4. I have the BEST friends! They never fail me and keep me going!
5.My Senior year went out with a bang!
6. This weekend!
This is what I do when I'm down, I think of things that make me happy or excite me! So, try it on your next bad day!
Tomorrow's a new day let's paint the town pink, shall we?
Xoxoxo,
The girl in a Polo and pearls

Monday, May 21, 2012

That's what makes you beautiful!

My hair doesn't always fall perfectly in place ( or ever), my awkward moments can't be tallied, and my embarrasing falls keep me laughing.


    I'm far from perfect.  
    As always this story was inspired by something that happened in my life.. so  I'll start with that. It's actaully two stories, one which happened Easter Sunday and the other took place yesterday. It was Easter Sunday everyone was dressed to a tee in their pastels and seersucker quietly waiting in their pew to hear the children's choir sing. I help direct the childern's choir so I got to lead them on satge. ( Little did I know I was the one who would look like a five year old) Anyway, I was strutting it up to the alter in my new one shoulder Lilly dress and seemed to have forgotten to take note of the HUGE fern an inch away from my right foot. I dropped to the floor along with my dignity. It wasn't one of those things where you could say, " Oh, no one saw it!" It was very obvious everyone did. But, about two minutues after that I couldn't stop grinning while leading the kids in Lord I Lift Your Name on High.
If you know me, you know this is just every day life for me and
 I've learned life gets a lot easier when you learn to laugh at yourself!
    The other story. Yesterday we had our baccalaureate service for graduation. I had spent hours going into store after store, dressing room after dressing room in search for the perfect white dress! I finally found it and couldn't wait to wear it! 4:30 the day of the event rolls around so I began to get ready. Within the first five minutues of wearing it I spilt makeup all down the front of it. Freaking out, I got my mom to wash it three times, bleach it and everything and there still was the tan stain that screamed "haha" at me! Needless to say, I was driving all around town 30 minutues before I was supposed to be there looking for a new dress. Thank you Mr. Belk.. I found one! I had a great time and we heard a great message! We actually ended up laughing about it over dinner that night!
   In saying all this NONE of us are perfect. Only our creator who has NEVER sinned but suffered as if he did can be labeled perfect. Perfection may be put on a pedal stool in our society and make us feel like we're only worthy if we have the perfect hair, body, career, car and name. But, I have great news today, God doesn't require you to be perfect..he doesn't even want you to be perfect! He already thinks you're great enough to send his Son to die on a cross for you!! Do you think just because you have the perfect house someone of this world would do that for you? Never. God made you just the way you are for a special reason. Maybe you have a condition that requires you to go to the hospital and recieve treatments on a weekly basis. Where else better to witness that a room full of sick people?

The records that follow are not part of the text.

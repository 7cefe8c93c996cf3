// Domain layer - metrics server payloads, chart settings and the query contract
pub mod chart_data;
pub mod model;
pub mod query;
pub mod settings;
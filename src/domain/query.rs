// Metrics server endpoints and the grouped-metrics query contract
use crate::domain::model::MachineId;
use crate::domain::settings::{AggregationOperator, DEFAULT_AGGREGATION_OPERATOR};

#[derive(Debug, Clone, Copy, PartialEq, Eq, Hash)]
pub enum EventType {
    Duration,
    Instant,
}

impl EventType {
    pub fn from_is_instant(is_instant: bool) -> Self {
        if is_instant {
            EventType::Instant
        } else {
            EventType::Duration
        }
    }

    pub fn code(&self) -> &'static str {
        match self {
            EventType::Duration => "d",
            EventType::Instant => "i",
        }
    }
}

/// One server-side aggregation request. Built per fetch and thrown away.
#[derive(Debug, Clone, PartialEq)]
pub struct GroupedMetricsQuery {
    pub product: String,
    pub machine: MachineId,
    pub operator: AggregationOperator,
    pub operator_arg: Option<f64>,
    pub event_type: EventType,
}

impl GroupedMetricsQuery {
    /// A missing operator falls back to the median; the quantile is only kept for `quantile`.
    pub fn new(
        product: &str,
        machine: MachineId,
        operator: Option<AggregationOperator>,
        quantile: f64,
        event_type: EventType,
    ) -> Self {
        let operator = operator.unwrap_or(DEFAULT_AGGREGATION_OPERATOR);
        Self {
            product: product.to_string(),
            machine,
            operator,
            operator_arg: operator.takes_argument().then_some(quantile),
            event_type,
        }
    }

    pub fn to_url(&self, server_url: &str) -> String {
        let mut url = format!(
            "{}/groupedMetrics/product={}&machine={}&operator={}",
            server_url,
            urlencoding::encode(&self.product),
            self.machine,
            self.operator
        );
        if let Some(arg) = self.operator_arg {
            url.push_str(&format!("&operatorArg={}", arg));
        }
        url.push_str(&format!("&eventType={}", self.event_type.code()));
        url
    }
}

pub fn grouped_metrics_url(
    server_url: &str,
    product: &str,
    machine: MachineId,
    operator: Option<AggregationOperator>,
    quantile: f64,
    is_instant: bool,
) -> String {
    GroupedMetricsQuery::new(
        product,
        machine,
        operator,
        quantile,
        EventType::from_is_instant(is_instant),
    )
    .to_url(server_url)
}

pub fn info_url(server_url: &str) -> String {
    format!("{}/info", server_url)
}

pub fn line_metrics_url(server_url: &str, product: &str, machine: MachineId) -> String {
    format!(
        "{}/metrics/product={}&machine={}",
        server_url,
        urlencoding::encode(product),
        machine
    )
}

#[cfg(test)]
mod tests {
    use super::*;

    const SERVER: &str = "http://localhost:9044";

    #[test]
    fn test_quantile_includes_operator_arg() {
        let url = grouped_metrics_url(
            SERVER,
            "IU",
            3,
            Some(AggregationOperator::Quantile),
            0.9,
            false,
        );
        assert_eq!(
            url,
            "http://localhost:9044/groupedMetrics/product=IU&machine=3&operator=quantile&operatorArg=0.9&eventType=d"
        );
    }

    #[test]
    fn test_median_never_includes_operator_arg() {
        let url = grouped_metrics_url(SERVER, "IU", 3, Some(AggregationOperator::Median), 0.9, true);
        assert!(!url.contains("operatorArg"));
        assert!(url.ends_with("&operator=median&eventType=i"));

        for op in [AggregationOperator::Min, AggregationOperator::Max] {
            let url = grouped_metrics_url(SERVER, "IU", 3, Some(op), 0.9, true);
            assert!(!url.contains("operatorArg"), "{}", url);
        }
    }

    #[test]
    fn test_missing_operator_defaults_to_median() {
        let query = GroupedMetricsQuery::new("IU", 1, None, 0.25, EventType::Duration);
        assert_eq!(query.operator, AggregationOperator::Median);
        assert_eq!(query.operator_arg, None);
    }

    #[test]
    fn test_event_type_suffix() {
        let instant = grouped_metrics_url(SERVER, "IU", 1, None, 0.5, true);
        let duration = grouped_metrics_url(SERVER, "IU", 1, None, 0.5, false);
        assert!(instant.ends_with("eventType=i"));
        assert!(duration.ends_with("eventType=d"));
    }

    #[test]
    fn test_product_is_percent_encoded() {
        let url = line_metrics_url(SERVER, "IntelliJ IDEA/EAP", 42);
        assert_eq!(
            url,
            "http://localhost:9044/metrics/product=IntelliJ%20IDEA%2FEAP&machine=42"
        );
        assert_eq!(info_url(SERVER), "http://localhost:9044/info");
    }
}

God knew that he could use you through that.
  To finish my story of "that girl who tripped on Easter Sunday" I was in the lobby after church waiting for my parents when a visitor apporached me. She was a frail little lady and she said to me, "you're the girl you tripped, right?" With the biggest smile and laugh, I repilied " Yes ma'am you've got the right girl!" Just like that you would have thought we had known each other for years and we began to talk about my favorite subject.. Jesus! She told me she thought she was saved but she wasn't sure so after I talked with her for a while and we were both in tears my pastor took over. The next Wednesday my mom informed me she went up and asked the Lord into her heart. So, my fall, my imperfection made a difference for someone. Had I never fallen she may not have spoken to me, heard about Christ or gotten saved. If anything, be thankful for your imperfections!
"Perfection is my enemy. On my own I'm so clumsy but on your shoudlers I can see I'm free to be me. " - Francesca Battistelli
May your imperfections forever be in your and God's favor!
xoxoxo,
The girl in a polo and pearls

Saturday, May 19, 2012

Who I am hates who I've been

This week. I created a monster. No it wasn't big, green and scary. You can't find it under your bed. Rather, it is blonde, has blue eyes and is on the other side of the computer screen.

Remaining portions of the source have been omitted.